• Required work: Restate verbatim the span of lines below between the line with "self.sink.record(Event::DmaInitOk);" and the line with "if source as", including those two lines, and only that span.

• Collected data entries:
◇ ◇ ◇ ◇

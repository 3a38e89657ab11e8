//! The transfer controller: bring the engine up, then send the staging
//! buffer to the device over and over.

use as_slice::{AsMutSlice, AsSlice};
use core::{
    ops::DerefMut,
    sync::atomic::{self, Ordering},
};
use embedded_hal::delay::DelayNs;
use log::{debug, error};
use stable_deref_trait::StableDeref;
use thiserror::Error;

use crate::{
    buffer::{self, PayloadError, STAGING_ALIGN},
    cache::CacheMaintenance,
    config::{ControllerConfig, FailurePolicy},
    diag::{DiagnosticSink, Event},
    engine::{status, DmaEngine, Direction, InitError, StartError},
    locator::DeviceLocator,
    payload::PayloadSource,
    traits::DmaReadBuffer,
};

#[derive(Debug, Clone, Copy, PartialEq, Eq)]
#[cfg_attr(feature = "defmt", derive(defmt::Format))]
pub enum State {
    Uninitialized,
    Ready,
    InFlight,
    Completed,
    TimedOut,
    Halted,
}

#[derive(Debug, Clone, Copy, PartialEq, Eq)]
#[cfg_attr(feature = "defmt", derive(defmt::Format))]
pub enum Outcome {
    Completed { polls: u32 },
    TimedOut { polls: u32 },
    StartRejected(StartError),
}

/// Record of one send, handed back to the caller once it has reached an
/// outcome.
#[derive(Debug, Clone, Copy, PartialEq, Eq)]
#[cfg_attr(feature = "defmt", derive(defmt::Format))]
pub struct TransferAttempt {
    pub direction: Direction,
    pub source: usize,
    pub len: usize,
    pub outcome: Outcome,
}

/// Reasons the controller stops.
#[derive(Debug, Clone, Copy, PartialEq, Eq, Error)]
#[cfg_attr(feature = "defmt", derive(defmt::Format))]
pub enum Fault {
    #[error("no DMA engine configured for device {device_id}")]
    ConfigMissing { device_id: u32 },
    #[error("DMA engine initialization failed: {0}")]
    Init(InitError),
    #[error("staging buffer not populated: {0}")]
    Payload(PayloadError),
    #[error("staging buffer at {0:#x} is not 32-byte aligned")]
    MisalignedBuffer(usize),
    #[error("transfer start rejected: {0}")]
    Start(StartError),
    #[error("transfer still busy after {polls} polls")]
    TimedOut { polls: u32 },
    #[error("channel reset failed: {0}")]
    Reset(InitError),
    #[error("controller has not been brought up")]
    NotReady,
    #[error("controller was already brought up")]
    AlreadyInitialized,
    #[error("controller is halted")]
    Halted,
}

impl Fault {
    /// Numeric status in the engine's numbering.
    pub fn code(&self) -> u32 {
        match self {
            Self::ConfigMissing { .. } => status::DEVICE_NOT_FOUND,
            Self::Init(e) | Self::Reset(e) => e.code(),
            Self::Start(e) => e.code(),
            Self::MisalignedBuffer(_) | Self::Payload(_) => status::INVALID_PARAM,
            Self::TimedOut { .. } => status::DMA_ERROR,
            Self::NotReady | Self::AlreadyInitialized | Self::Halted => status::FAILURE,
        }
    }
}

/// Owns the staging buffer and the DMA engine bound to it.
///
/// `B` is any address-stable `'static` owner of the word buffer, typically
/// `&'static mut StagingBuffer<N>`. The `'static` bound matters: after a
/// timeout the engine may still be reading the buffer, so it must never be
/// handed back to the caller.
pub struct TransferController<E: DmaEngine, B, C, D, S: DiagnosticSink> {
    // `Some` from a successful `bring_up` on
    engine: Option<E>,
    buffer: B,
    cache: C,
    delay: D,
    sink: S,
    config: ControllerConfig,
    state: State,
    attempts: u32,
    failure_streak: u32,
}

impl<E, B, C, D, S> TransferController<E, B, C, D, S>
where
    E: DmaEngine,
    B: DerefMut + StableDeref + 'static,
    B::Target: AsMutSlice<Element = u32>,
    C: CacheMaintenance,
    D: DelayNs,
    S: DiagnosticSink,
{
    pub fn new(buffer: B, cache: C, delay: D, sink: S, config: ControllerConfig) -> Self {
        Self {
            engine: None,
            buffer,
            cache,
            delay,
            sink,
            config,
            state: State::Uninitialized,
            attempts: 0,
            failure_streak: 0,
        }
    }

    /// Resolve and initialize the engine, stage `payload` and make it
    /// visible to the engine. Allowed once.
    pub fn bring_up<L, P>(&mut self, locator: &L, device_id: u32, payload: &P) -> Result<(), Fault>
    where
        L: DeviceLocator<Config = E::Config>,
        P: PayloadSource + ?Sized,
    {
        if self.state != State::Uninitialized {
            return Err(Fault::AlreadyInitialized);
        }

        let Some(dma_config) = locator.lookup(device_id) else {
            self.sink.record(Event::DmaConfigMissing { device_id });
            return Err(self.halt(Fault::ConfigMissing { device_id }));
        };

        match E::initialize(dma_config) {
            Ok(engine) => {
                self.engine = Some(engine);
                self.sink.record(Event::DmaInitOk);
            }
            Err(e) => {
                self.sink.record(Event::DmaInitFailed { code: e.code() });
                return Err(self.halt(Fault::Init(e)));
            }
        }

        let (source, len) = self.buffer.dma_read_buffer();
        if source as usize % STAGING_ALIGN != 0 {
            return Err(self.staging_failed(Fault::MisalignedBuffer(source as usize)));
        }

        if let Err(e) = buffer::populate(self.buffer.as_mut_slice(), payload) {
            return Err(self.staging_failed(Fault::Payload(e)));
        }
        debug!("staged {} words at {:#x}", payload.word_len(), source as usize);

        self.cache.clean_range(source.cast(), len);
        self.state = State::Ready;
        Ok(())
    }

    /// Send the buffer once and wait for the outcome.
    ///
    /// Under `ResetAndRetry` a failed attempt is returned as `Ok` with its
    /// outcome, as long as the channel could be reset and the failure streak
    /// is within bounds.
    pub fn run_once(&mut self) -> Result<TransferAttempt, Fault> {
        match self.state {
            State::Uninitialized => return Err(Fault::NotReady),
            State::Halted => return Err(Fault::Halted),
            _ => {}
        }
        let Some(engine) = self.engine.as_mut() else {
            return Err(Fault::NotReady);
        };

        self.attempts = self.attempts.wrapping_add(1);
        let (source, len) = self.buffer.dma_read_buffer();
        let mut attempt = TransferAttempt {
            direction: Direction::MemoryToDevice,
            source: source as usize,
            len,
            outcome: Outcome::Completed { polls: 0 },
        };

        // Keep the staging writes and cache clean ahead of the start.
        atomic::compiler_fence(Ordering::Release);

        // SAFETY: the buffer is a `'static` address-stable allocation owned
        // by `self` and never written after `bring_up`, so it outlives the
        // transfer and stays unmodified while the engine reads it.
        let started = unsafe { engine.start_transfer(source.cast(), len, Direction::MemoryToDevice) };
        if let Err(e) = started {
            self.sink.record(Event::TransferStartFailed { code: e.code() });
            attempt.outcome = Outcome::StartRejected(e);
            return self.recover(attempt, Fault::Start(e));
        }
        self.sink.record(Event::TransferStarted {
            attempt: self.attempts,
        });
        self.state = State::InFlight;

        match poll_until_idle(
            &*engine,
            &mut self.delay,
            self.config.poll_budget,
            self.config.poll_interval_us,
        ) {
            Ok(polls) => {
                atomic::compiler_fence(Ordering::Acquire);
                self.state = State::Completed;
                self.failure_streak = 0;
                self.sink.record(Event::TransferCompleted { polls });
                attempt.outcome = Outcome::Completed { polls };
                Ok(attempt)
            }
            Err(polls) => {
                self.state = State::TimedOut;
                self.sink.record(Event::TransferTimedOut { polls });
                attempt.outcome = Outcome::TimedOut { polls };
                self.recover(attempt, Fault::TimedOut { polls })
            }
        }
    }

    /// Run `attempts` send cycles, stopping early on a fault.
    pub fn run_for(&mut self, attempts: usize) -> Result<(), Fault> {
        for _ in 0..attempts {
            self.run_once()?;
        }
        Ok(())
    }

    /// The service loop. Only returns when the controller halts.
    pub fn run(&mut self) -> Fault {
        loop {
            if let Err(fault) = self.run_once() {
                return fault;
            }
        }
    }

    fn recover(&mut self, attempt: TransferAttempt, fault: Fault) -> Result<TransferAttempt, Fault> {
        let max = match self.config.policy {
            FailurePolicy::FailStop => return Err(self.halt(fault)),
            FailurePolicy::ResetAndRetry {
                max_consecutive_failures,
            } => max_consecutive_failures,
        };

        self.failure_streak = self.failure_streak.saturating_add(1);
        if self.failure_streak > max {
            return Err(self.halt(fault));
        }

        let Some(engine) = self.engine.as_mut() else {
            return Err(self.halt(Fault::NotReady));
        };
        match engine.reset() {
            Ok(()) => {
                self.sink.record(Event::ChannelReset);
                Ok(attempt)
            }
            Err(e) => {
                self.sink.record(Event::ChannelResetFailed { code: e.code() });
                Err(self.halt(Fault::Reset(e)))
            }
        }
    }

    fn staging_failed(&mut self, fault: Fault) -> Fault {
        self.sink.record(Event::StagingFailed { code: fault.code() });
        self.halt(fault)
    }

    fn halt(&mut self, fault: Fault) -> Fault {
        error!("transfer controller halted: {}", fault);
        self.state = State::Halted;
        fault
    }

    pub fn state(&self) -> State {
        self.state
    }

    pub fn config(&self) -> &ControllerConfig {
        &self.config
    }

    /// Number of transfers attempted so far.
    pub fn attempts(&self) -> u32 {
        self.attempts
    }

    pub fn engine(&self) -> Option<&E> {
        self.engine.as_ref()
    }

    pub fn buffer(&self) -> &[u32] {
        self.buffer.as_slice()
    }

    pub fn sink(&self) -> &S {
        &self.sink
    }
}

impl<E: DmaEngine, B, C, D, S: DiagnosticSink> Drop for TransferController<E, B, C, D, S> {
    fn drop(&mut self) {
        // The buffer owner may release the memory once we are gone, so a
        // transfer left running after a timeout has to be stopped first.
        if let Some(engine) = self.engine.as_mut() {
            if engine.is_busy(Direction::MemoryToDevice) {
                match engine.reset() {
                    Ok(()) => self.sink.record(Event::ChannelReset),
                    Err(e) => {
                        error!("channel still running on drop: {}", e);
                        self.sink.record(Event::ChannelResetFailed { code: e.code() });
                    }
                }
            }
        }
        atomic::compiler_fence(Ordering::Acquire);
    }
}

/// Check `is_busy` up to `budget` times, waiting `interval_us` after every
/// busy answer. `Ok(n)` when the `n`-th check found the channel idle,
/// `Err(budget)` when every check found it busy.
pub fn poll_until_idle<E, D>(engine: &E, delay: &mut D, budget: u32, interval_us: u32) -> Result<u32, u32>
where
    E: DmaEngine,
    D: DelayNs,
{
    for poll in 1..=budget {
        if !engine.is_busy(Direction::MemoryToDevice) {
            return Ok(poll);
        }
        delay.delay_us(interval_us);
    }
    Err(budget)
}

◇ ◇ ◇ ◇

• Solution for this exercise:
                self.sink.record(Event::DmaInitOk);
            }
            Err(e) => {
                self.sink.record(Event::DmaInitFailed { code: e.code() });
                return Err(self.halt(Fault::Init(e)));
            }
        }

        let (source, len) = self.buffer.dma_read_buffer();
        if source as usize % STAGING_ALIGN != 0 {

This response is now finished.